Dataset entries:

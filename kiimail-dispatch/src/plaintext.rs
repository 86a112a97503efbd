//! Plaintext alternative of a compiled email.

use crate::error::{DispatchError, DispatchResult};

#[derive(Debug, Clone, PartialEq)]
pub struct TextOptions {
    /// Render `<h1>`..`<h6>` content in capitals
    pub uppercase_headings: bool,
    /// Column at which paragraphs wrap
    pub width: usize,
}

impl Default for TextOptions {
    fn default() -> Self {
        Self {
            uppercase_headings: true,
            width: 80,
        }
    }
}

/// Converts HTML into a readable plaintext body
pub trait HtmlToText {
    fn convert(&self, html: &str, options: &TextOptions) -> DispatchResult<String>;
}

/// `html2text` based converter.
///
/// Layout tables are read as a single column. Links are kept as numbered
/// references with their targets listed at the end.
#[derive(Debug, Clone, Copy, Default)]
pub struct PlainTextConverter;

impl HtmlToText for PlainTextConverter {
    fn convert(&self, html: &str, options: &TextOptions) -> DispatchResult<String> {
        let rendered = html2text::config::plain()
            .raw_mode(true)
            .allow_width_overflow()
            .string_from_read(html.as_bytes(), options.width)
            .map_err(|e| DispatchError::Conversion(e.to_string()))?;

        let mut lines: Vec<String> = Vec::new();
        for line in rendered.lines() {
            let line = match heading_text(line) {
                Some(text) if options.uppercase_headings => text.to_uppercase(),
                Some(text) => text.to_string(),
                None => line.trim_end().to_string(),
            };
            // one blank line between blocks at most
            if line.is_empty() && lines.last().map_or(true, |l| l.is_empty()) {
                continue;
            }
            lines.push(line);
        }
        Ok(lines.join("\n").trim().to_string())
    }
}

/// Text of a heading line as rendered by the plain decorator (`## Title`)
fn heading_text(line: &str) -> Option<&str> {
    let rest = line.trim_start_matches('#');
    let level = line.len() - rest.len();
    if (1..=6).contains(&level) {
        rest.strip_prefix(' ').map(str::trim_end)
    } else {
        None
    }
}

==

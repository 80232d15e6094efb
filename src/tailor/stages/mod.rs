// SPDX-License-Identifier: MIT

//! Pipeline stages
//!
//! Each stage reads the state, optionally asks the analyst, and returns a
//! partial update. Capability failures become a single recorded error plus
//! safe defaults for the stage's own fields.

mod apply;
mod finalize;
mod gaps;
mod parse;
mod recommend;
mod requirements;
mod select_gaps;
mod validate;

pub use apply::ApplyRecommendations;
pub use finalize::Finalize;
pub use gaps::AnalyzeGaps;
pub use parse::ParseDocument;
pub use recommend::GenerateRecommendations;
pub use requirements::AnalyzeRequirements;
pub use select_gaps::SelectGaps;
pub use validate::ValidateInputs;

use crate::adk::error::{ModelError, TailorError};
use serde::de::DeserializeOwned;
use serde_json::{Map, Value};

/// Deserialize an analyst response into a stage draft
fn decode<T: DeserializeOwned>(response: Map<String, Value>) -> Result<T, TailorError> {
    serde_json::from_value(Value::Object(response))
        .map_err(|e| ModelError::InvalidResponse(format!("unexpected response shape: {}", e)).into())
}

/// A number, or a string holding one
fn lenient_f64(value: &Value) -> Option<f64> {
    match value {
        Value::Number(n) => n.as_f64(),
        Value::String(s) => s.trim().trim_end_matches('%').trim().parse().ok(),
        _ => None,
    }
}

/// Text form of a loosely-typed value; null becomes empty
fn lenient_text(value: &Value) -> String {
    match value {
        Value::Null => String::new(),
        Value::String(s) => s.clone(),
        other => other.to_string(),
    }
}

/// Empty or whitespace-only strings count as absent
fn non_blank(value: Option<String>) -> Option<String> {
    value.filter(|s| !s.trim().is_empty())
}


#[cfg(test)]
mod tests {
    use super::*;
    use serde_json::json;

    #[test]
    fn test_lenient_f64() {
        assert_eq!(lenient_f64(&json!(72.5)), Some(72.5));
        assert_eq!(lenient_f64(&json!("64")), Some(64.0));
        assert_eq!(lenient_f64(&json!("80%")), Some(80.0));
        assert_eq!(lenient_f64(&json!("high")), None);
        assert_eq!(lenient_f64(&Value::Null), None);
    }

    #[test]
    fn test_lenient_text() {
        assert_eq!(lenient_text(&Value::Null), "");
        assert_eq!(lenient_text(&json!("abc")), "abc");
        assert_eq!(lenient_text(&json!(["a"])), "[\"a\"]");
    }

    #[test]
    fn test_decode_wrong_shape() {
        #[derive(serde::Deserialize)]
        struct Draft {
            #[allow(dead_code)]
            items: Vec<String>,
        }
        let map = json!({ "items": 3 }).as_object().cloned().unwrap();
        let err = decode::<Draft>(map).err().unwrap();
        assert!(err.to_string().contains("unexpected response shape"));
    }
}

Requirement:
Your reply is to repeat, unchanged, the lines above running from the one with "filename kiimail-dispatch/src/plaintext.rs" up to and including the one with "let line = match".

Exercise result:
filename kiimail-dispatch/src/plaintext.rs
repository 86a112a97503efbd
//! Plaintext alternative of a compiled email.

use crate::error::{DispatchError, DispatchResult};

#[derive(Debug, Clone, PartialEq)]
pub struct TextOptions {
    /// Render `<h1>`..`<h6>` content in capitals
    pub uppercase_headings: bool,
    /// Column at which paragraphs wrap
    pub width: usize,
}

impl Default for TextOptions {
    fn default() -> Self {
        Self {
            uppercase_headings: true,
            width: 80,
        }
    }
}

/// Converts HTML into a readable plaintext body
pub trait HtmlToText {
    fn convert(&self, html: &str, options: &TextOptions) -> DispatchResult<String>;
}

/// `html2text` based converter.
///
/// Layout tables are read as a single column. Links are kept as numbered
/// references with their targets listed at the end.
#[derive(Debug, Clone, Copy, Default)]
pub struct PlainTextConverter;

impl HtmlToText for PlainTextConverter {
    fn convert(&self, html: &str, options: &TextOptions) -> DispatchResult<String> {
        let rendered = html2text::config::plain()
            .raw_mode(true)
            .allow_width_overflow()
            .string_from_read(html.as_bytes(), options.width)
            .map_err(|e| DispatchError::Conversion(e.to_string()))?;

        let mut lines: Vec<String> = Vec::new();
        for line in rendered.lines() {
            let line = match heading_text(line) {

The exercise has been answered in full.